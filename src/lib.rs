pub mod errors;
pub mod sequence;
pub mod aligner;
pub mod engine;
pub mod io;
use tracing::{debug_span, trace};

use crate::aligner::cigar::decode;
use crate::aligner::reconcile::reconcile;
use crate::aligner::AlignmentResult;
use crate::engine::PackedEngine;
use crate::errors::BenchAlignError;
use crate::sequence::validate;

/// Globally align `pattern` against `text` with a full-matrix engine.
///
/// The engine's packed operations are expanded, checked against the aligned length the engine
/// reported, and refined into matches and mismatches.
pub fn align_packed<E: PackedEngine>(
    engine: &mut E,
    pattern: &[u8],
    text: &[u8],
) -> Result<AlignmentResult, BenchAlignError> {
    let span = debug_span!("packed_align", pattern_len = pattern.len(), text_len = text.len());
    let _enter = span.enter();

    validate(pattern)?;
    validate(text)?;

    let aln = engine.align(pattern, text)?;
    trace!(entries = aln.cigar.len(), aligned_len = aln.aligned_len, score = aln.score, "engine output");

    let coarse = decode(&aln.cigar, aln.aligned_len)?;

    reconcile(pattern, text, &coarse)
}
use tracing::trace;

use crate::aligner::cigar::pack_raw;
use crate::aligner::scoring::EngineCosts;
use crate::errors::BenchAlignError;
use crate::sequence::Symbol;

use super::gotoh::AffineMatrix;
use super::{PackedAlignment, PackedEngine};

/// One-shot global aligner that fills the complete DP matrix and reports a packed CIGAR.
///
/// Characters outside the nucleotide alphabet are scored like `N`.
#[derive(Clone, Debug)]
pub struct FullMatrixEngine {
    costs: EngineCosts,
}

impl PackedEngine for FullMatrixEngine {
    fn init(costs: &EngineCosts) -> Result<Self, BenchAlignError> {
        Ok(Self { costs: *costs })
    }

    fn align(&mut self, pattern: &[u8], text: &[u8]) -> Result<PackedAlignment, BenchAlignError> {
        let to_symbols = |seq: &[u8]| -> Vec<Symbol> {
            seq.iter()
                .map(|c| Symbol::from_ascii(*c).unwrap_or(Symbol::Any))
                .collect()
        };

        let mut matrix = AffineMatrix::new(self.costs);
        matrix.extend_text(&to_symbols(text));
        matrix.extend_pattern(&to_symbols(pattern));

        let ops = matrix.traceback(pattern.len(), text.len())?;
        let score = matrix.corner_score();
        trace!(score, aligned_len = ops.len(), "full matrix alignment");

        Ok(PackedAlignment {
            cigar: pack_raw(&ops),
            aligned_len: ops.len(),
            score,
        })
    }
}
+ + + + +
Taking the records from the top, repeat each line exactly until you have repeated the line that contains "length the engine".

* _Response area_:
filename src/lib.rs
pub mod errors;
pub mod sequence;
pub mod aligner;
pub mod engine;
pub mod io;
use tracing::{debug_span, trace};

use crate::aligner::cigar::decode;
use crate::aligner::reconcile::reconcile;
use crate::aligner::AlignmentResult;
use crate::engine::PackedEngine;
use crate::errors::BenchAlignError;
use crate::sequence::validate;

/// Globally align `pattern` against `text` with a full-matrix engine.
///
/// The engine's packed operations are expanded, checked against the aligned length the engine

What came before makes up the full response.